By Mary Nemet | From the May-June 2021 issue of Strings magazine
When Beethoven, aged barely 15, composed these three piano quartets, the genre was rare and not yet part of an established chamber-music tradition. The two by Mozart, Piano Quartet No. 1 in G minor (1785) and No. 2 in E-flat major (1786), are the only significant comparable contemporary works. However, it is hardly likely that Beethoven knew of Mozart’s still-unpublished G minor quartet. Instead, he modelled his piano quartets after a set of Mozart violin sonatas published in 1781; for example, Beethoven’s C major quartet borrows thematic material from Mozart’s Violin Sonata No. 17 in C, K. 296. Apart from Beethoven’s own arrangement of his quintet for piano and wind instruments (Op. 16) for piano quartet, these three works are the only compositions he wrote for piano, violin, viola, and cello.

€44.50 (score & parts)
What else was happening in the year 1785, when these three piano quartets first saw the light of day? King George III was on the English throne, Louis XVl on the French, and Catherine the Great ruled in Russia. The first airborne flight of a Frenchman and American crossed the English Channel from Dover to Calais in a hydrogen gas balloon. At 16, Napoleon Bonaparte was a year older than Beethoven and still only a lieutenant. Benjamin Franklin, as U.S. ambassador to France, left his post that year to become governor of Pennsylvania.
Advertisement
Back on the musical front, piano quartets, still a rarity, had been dominated by and led from a keyboard, which was usually the clavecin. They were essentially concertos or sonatas with string accompaniment. But we can see the beginnings of an advancing form that found further fulfilment in Brahms’ works and those of later composers.

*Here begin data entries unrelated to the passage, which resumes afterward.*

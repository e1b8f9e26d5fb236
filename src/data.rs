use percent_encoding::{AsciiSet, NON_ALPHANUMERIC, utf8_percent_encode};
use std::fs::File;
use std::io::{self, BufRead, BufReader, Write};
use std::path::{Path, PathBuf};
use thiserror::Error;

pub const WIKIPEDIA_ARTICLE_BASE: &str = "https://en.wikipedia.org/wiki/";

/// Characters left untouched when quoting titles and questions for a URL.
pub const URL_QUOTE: &AsciiSet = &NON_ALPHANUMERIC
    .remove(b'-')
    .remove(b'.')
    .remove(b'_')
    .remove(b'~')
    .remove(b'/');

static EMPTY_INFO: WikiInfo = WikiInfo::EMPTY;

/// Wikipedia metadata cached for one Wikidata entity.
#[derive(Debug, Clone, Default, PartialEq, Eq)]
pub struct WikiInfo {
    pub title: String,
    pub image: String,
    pub abstract_text: String,
}

impl WikiInfo {
    /// Sentinel returned by every lookup that misses.
    pub const EMPTY: WikiInfo = WikiInfo {
        title: String::new(),
        image: String::new(),
        abstract_text: String::new(),
    };

    pub fn new(
        title: impl Into<String>,
        image: impl Into<String>,
        abstract_text: impl Into<String>,
    ) -> Self {
        Self {
            title: title.into(),
            image: image.into(),
            abstract_text: abstract_text.into(),
        }
    }

    pub fn empty() -> &'static WikiInfo {
        &EMPTY_INFO
    }

    pub fn is_empty(&self) -> bool {
        self.title.is_empty() && self.image.is_empty() && self.abstract_text.is_empty()
    }

    pub fn url(&self) -> Option<String> {
        wikipedia_url(&self.title)
    }
}

/// Builds the canonical English Wikipedia article URL for a page title.
pub fn wikipedia_url(title: &str) -> Option<String> {
    if title.is_empty() {
        return None;
    }
    let underscored = title.replace(' ', "_");
    Some(format!(
        "{WIKIPEDIA_ARTICLE_BASE}{}",
        utf8_percent_encode(&underscored, URL_QUOTE)
    ))
}

#[derive(Debug, Error)]
pub enum LoadError {
    #[error("mapping file {} not found", path.display())]
    Missing { path: PathBuf },
    #[error("failed to read {}: {source}", path.display())]
    Io {
        path: PathBuf,
        #[source]
        source: io::Error,
    },
}

fn open_tsv(path: &Path) -> Result<BufReader<File>, LoadError> {
    if !path.exists() {
        return Err(LoadError::Missing {
            path: path.to_path_buf(),
        });
    }
    File::open(path)
        .map(BufReader::new)
        .map_err(|source| LoadError::Io {
            path: path.to_path_buf(),
            source,
        })
}

/// Calls `row` with the tab-separated fields of every non-blank line.
/// `max_fields` bounds the split the same way `splitn` does.
pub fn for_each_tsv_row<F>(path: &Path, max_fields: usize, mut row: F) -> Result<(), LoadError>
where
    F: FnMut(usize, Vec<&str>),
{
    let reader = open_tsv(path)?;
    for (idx, line_res) in reader.lines().enumerate() {
        let line = line_res.map_err(|source| LoadError::Io {
            path: path.to_path_buf(),
            source,
        })?;
        let line = line.trim_end_matches(['\n', '\r']);
        if line.trim().is_empty() {
            continue;
        }
        row(idx + 1, line.splitn(max_fields, '\t').collect());
    }
    Ok(())
}

/// Reads a `qid, title, image, abstract` file. Missing trailing columns are empty.
pub fn read_info_tsv(path: &Path) -> Result<Vec<(String, WikiInfo)>, LoadError> {
    let mut rows = Vec::new();
    for_each_tsv_row(path, 4, |_, fields| {
        let field = |i: usize| fields.get(i).copied().unwrap_or_default();
        let qid = field(0).trim();
        if qid.is_empty() {
            return;
        }
        rows.push((qid.to_string(), WikiInfo::new(field(1), field(2), field(3))));
    })?;
    Ok(rows)
}

/// Reads a two-column `key, value` file such as `mid, qid` or `qid, image_url`.
pub fn read_pairs_tsv(path: &Path) -> Result<Vec<(String, String)>, LoadError> {
    let mut rows = Vec::new();
    for_each_tsv_row(path, 2, |_, fields| {
        let key = fields[0].trim();
        if key.is_empty() {
            return;
        }
        let value = fields.get(1).map(|v| v.trim()).unwrap_or_default();
        rows.push((key.to_string(), value.to_string()));
    })?;
    Ok(rows)
}

fn tsv_field(value: &str) -> String {
    value.replace(['\t', '\n', '\r'], " ")
}

pub fn write_info_tsv<'a, W, I>(writer: &mut W, rows: I) -> io::Result<usize>
where
    W: Write,
    I: IntoIterator<Item = (&'a str, &'a WikiInfo)>,
{
    let mut written = 0;
    for (qid, info) in rows {
        writeln!(
            writer,
            "{}\t{}\t{}\t{}",
            tsv_field(qid),
            tsv_field(&info.title),
            tsv_field(&info.image),
            tsv_field(&info.abstract_text)
        )?;
        written += 1;
    }
    Ok(written)
}

pub fn write_pair_tsv<W: Write>(writer: &mut W, key: &str, value: &str) -> io::Result<()> {
    writeln!(writer, "{}\t{}", tsv_field(key), tsv_field(value))
}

Beethoven gave the strings increased exposure rather than their earlier accompanying role. Already in the first quartet in E flat, piano and strings are equal partners. Opening unusually with an Adagio slow movement, the finale has seven variations on a theme.
All three hark back to Mozart, but look forward to remarkable changes, with Beethoven expanding on long-held traditions and introducing innovations as the potential for improved keyboards and stringed instruments grew. Many elements and themes already anticipate the composer’s later works.

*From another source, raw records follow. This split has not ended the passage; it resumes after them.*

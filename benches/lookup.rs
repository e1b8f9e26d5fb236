use aqqu_frontend::mentions::{strip_entity_mentions, wikify_completion};
use aqqu_frontend::{EntityIndex, WikiInfo};
use criterion::{BenchmarkId, Criterion, black_box, criterion_group, criterion_main};
use std::sync::OnceLock;

const ENTITIES: usize = 200_000;

fn index() -> &'static EntityIndex {
    static INDEX: OnceLock<EntityIndex> = OnceLock::new();
    INDEX.get_or_init(|| {
        let info = (0..ENTITIES).map(|i| {
            (
                format!("Q{i}"),
                WikiInfo::new(
                    format!("Article {i}"),
                    format!("https://upload.wikimedia.org/thumb/{i}.jpg"),
                    "A synthetic abstract used for benchmarking lookups.",
                ),
            )
        });
        let mids = (0..ENTITIES).map(|i| (format!("m.{i:x}"), format!("Q{i}")));
        EntityIndex::new(info, mids)
    })
}

fn bench_info_lookups(c: &mut Criterion) {
    let index = index();
    const QIDS: &[&str] = &["Q1", "q150000", " Q199999 ", "Q404404404"];
    for &qid in QIDS {
        let id = BenchmarkId::new("info_by_qid", qid.trim());
        c.bench_with_input(id, &qid, |b, &qid| {
            b.iter(|| black_box(index.info_by_qid(qid).title.len()));
        });
    }
    c.bench_function("info_by_mid", |b| {
        b.iter(|| black_box(index.info_by_mid("m.2a").url()));
    });
}

fn bench_completion_rewrites(c: &mut Criterion) {
    let index = index();
    const CASES: &[(&str, &[&str])] = &[
        ("who directed [Q12] ", &["Q12"]),
        ("[Q1] and [Q2] starred in [Q3]", &["Q1", "Q2", "Q3"]),
        ("how tall is [Q404404404] ", &["Q404404404"]),
    ];
    for (i, &(completion, qids)) in CASES.iter().enumerate() {
        c.bench_with_input(
            BenchmarkId::new("wikify_completion", i),
            &(completion, qids),
            |b, &(completion, qids)| {
                b.iter(|| black_box(wikify_completion(index, completion, qids)));
            },
        );
    }
    c.bench_function("strip_entity_mentions", |b| {
        b.iter(|| {
            black_box(strip_entity_mentions(
                "who played [Q1|Bar Film:Bar Film] in [nested [Q2]] films",
            ))
        });
    });
}

criterion_group!(benches, bench_info_lookups, bench_completion_rewrites);
criterion_main!(benches);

First published posthumously in 1828, these lively juvenile oeuvres are lyrical and charming, dominated by a sparkling piano part, forming an ideal introduction for budding players to the unique world of chamber music. Bärenreiter’s large-size score and clear, unfettered parts on their customary buff-colored paper make reading a sheer pleasure. The autograph score is the primary source for this fastidious edition. An extensive Introduction, illuminating notes on performance practice, and a critical commentary complete these desirable volumes.